_Exercise details:_
Would you set down every entry shown below, precisely as written?

────────────────────────────────────────

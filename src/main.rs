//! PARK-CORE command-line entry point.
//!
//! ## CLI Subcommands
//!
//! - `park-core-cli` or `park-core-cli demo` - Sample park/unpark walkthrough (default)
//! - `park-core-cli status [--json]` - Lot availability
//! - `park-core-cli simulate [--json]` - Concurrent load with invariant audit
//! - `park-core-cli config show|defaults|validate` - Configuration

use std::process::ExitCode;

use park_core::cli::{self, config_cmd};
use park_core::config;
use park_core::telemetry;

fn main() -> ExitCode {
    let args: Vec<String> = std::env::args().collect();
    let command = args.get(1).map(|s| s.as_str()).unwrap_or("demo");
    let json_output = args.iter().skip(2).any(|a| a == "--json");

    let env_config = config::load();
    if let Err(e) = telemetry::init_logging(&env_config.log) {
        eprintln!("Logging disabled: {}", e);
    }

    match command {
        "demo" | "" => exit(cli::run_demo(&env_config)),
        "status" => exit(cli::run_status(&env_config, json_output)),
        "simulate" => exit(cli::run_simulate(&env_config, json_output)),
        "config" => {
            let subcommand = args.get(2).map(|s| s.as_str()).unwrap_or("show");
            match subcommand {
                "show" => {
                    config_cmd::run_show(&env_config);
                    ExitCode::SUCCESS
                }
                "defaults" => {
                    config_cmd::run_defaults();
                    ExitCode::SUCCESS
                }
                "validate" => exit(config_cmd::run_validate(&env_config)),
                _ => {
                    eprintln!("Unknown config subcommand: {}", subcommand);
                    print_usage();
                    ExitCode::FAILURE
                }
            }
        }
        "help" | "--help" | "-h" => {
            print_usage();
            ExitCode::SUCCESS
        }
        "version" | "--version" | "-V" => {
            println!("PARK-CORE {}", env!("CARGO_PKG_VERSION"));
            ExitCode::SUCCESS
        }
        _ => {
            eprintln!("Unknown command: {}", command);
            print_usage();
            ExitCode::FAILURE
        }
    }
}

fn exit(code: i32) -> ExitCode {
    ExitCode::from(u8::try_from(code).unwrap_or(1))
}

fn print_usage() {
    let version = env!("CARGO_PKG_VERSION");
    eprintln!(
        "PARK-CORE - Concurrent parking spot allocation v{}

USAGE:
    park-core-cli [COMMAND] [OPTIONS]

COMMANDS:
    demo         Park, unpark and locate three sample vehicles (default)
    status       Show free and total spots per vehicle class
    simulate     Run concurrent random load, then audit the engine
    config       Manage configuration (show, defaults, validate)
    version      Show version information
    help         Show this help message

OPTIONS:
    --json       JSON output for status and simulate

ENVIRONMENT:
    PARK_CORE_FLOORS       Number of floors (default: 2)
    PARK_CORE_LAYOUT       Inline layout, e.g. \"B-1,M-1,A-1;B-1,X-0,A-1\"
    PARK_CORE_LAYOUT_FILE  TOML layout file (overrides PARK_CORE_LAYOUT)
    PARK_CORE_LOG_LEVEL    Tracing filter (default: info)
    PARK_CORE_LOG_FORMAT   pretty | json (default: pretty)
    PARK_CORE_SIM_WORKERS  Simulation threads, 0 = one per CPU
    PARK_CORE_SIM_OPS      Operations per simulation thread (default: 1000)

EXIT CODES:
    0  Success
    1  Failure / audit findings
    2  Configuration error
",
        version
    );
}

────────────────────────────────────────

_Solved problem:_
filename src/main.rs
//! PARK-CORE command-line entry point.
//!
//! ## CLI Subcommands
//!
//! - `park-core-cli` or `park-core-cli demo` - Sample park/unpark walkthrough (default)
//! - `park-core-cli status [--json]` - Lot availability
//! - `park-core-cli simulate [--json]` - Concurrent load with invariant audit
//! - `park-core-cli config show|defaults|validate` - Configuration

use std::process::ExitCode;

use park_core::cli::{self, config_cmd};
use park_core::config;
use park_core::telemetry;

fn main() -> ExitCode {
    let args: Vec<String> = std::env::args().collect();
    let command = args.get(1).map(|s| s.as_str()).unwrap_or("demo");
    let json_output = args.iter().skip(2).any(|a| a == "--json");

    let env_config = config::load();
    if let Err(e) = telemetry::init_logging(&env_config.log) {
        eprintln!("Logging disabled: {}", e);
    }

    match command {
        "demo" | "" => exit(cli::run_demo(&env_config)),
        "status" => exit(cli::run_status(&env_config, json_output)),
        "simulate" => exit(cli::run_simulate(&env_config, json_output)),
        "config" => {
            let subcommand = args.get(2).map(|s| s.as_str()).unwrap_or("show");
            match subcommand {
                "show" => {
                    config_cmd::run_show(&env_config);
                    ExitCode::SUCCESS
                }
                "defaults" => {
                    config_cmd::run_defaults();
                    ExitCode::SUCCESS
                }
                "validate" => exit(config_cmd::run_validate(&env_config)),
                _ => {
                    eprintln!("Unknown config subcommand: {}", subcommand);
                    print_usage();
                    ExitCode::FAILURE
                }
            }
        }
        "help" | "--help" | "-h" => {
            print_usage();
            ExitCode::SUCCESS
        }
        "version" | "--version" | "-V" => {
            println!("PARK-CORE {}", env!("CARGO_PKG_VERSION"));
            ExitCode::SUCCESS
        }
        _ => {
            eprintln!("Unknown command: {}", command);
            print_usage();
            ExitCode::FAILURE
        }
    }
}

fn exit(code: i32) -> ExitCode {
    ExitCode::from(u8::try_from(code).unwrap_or(1))
}

fn print_usage() {
    let version = env!("CARGO_PKG_VERSION");
    eprintln!(
        "PARK-CORE - Concurrent parking spot allocation v{}

USAGE:
    park-core-cli [COMMAND] [OPTIONS]

COMMANDS:
    demo         Park, unpark and locate three sample vehicles (default)
    status       Show free and total spots per vehicle class
    simulate     Run concurrent random load, then audit the engine
    config       Manage configuration (show, defaults, validate)
    version      Show version information
    help         Show this help message

OPTIONS:
    --json       JSON output for status and simulate

ENVIRONMENT:
    PARK_CORE_FLOORS       Number of floors (default: 2)
    PARK_CORE_LAYOUT       Inline layout, e.g. \"B-1,M-1,A-1;B-1,X-0,A-1\"
    PARK_CORE_LAYOUT_FILE  TOML layout file (overrides PARK_CORE_LAYOUT)
    PARK_CORE_LOG_LEVEL    Tracing filter (default: info)
    PARK_CORE_LOG_FORMAT   pretty | json (default: pretty)
    PARK_CORE_SIM_WORKERS  Simulation threads, 0 = one per CPU
    PARK_CORE_SIM_OPS      Operations per simulation thread (default: 1000)

EXIT CODES:
    0  Success
    1  Failure / audit findings
    2  Configuration error
",
        version
    );
}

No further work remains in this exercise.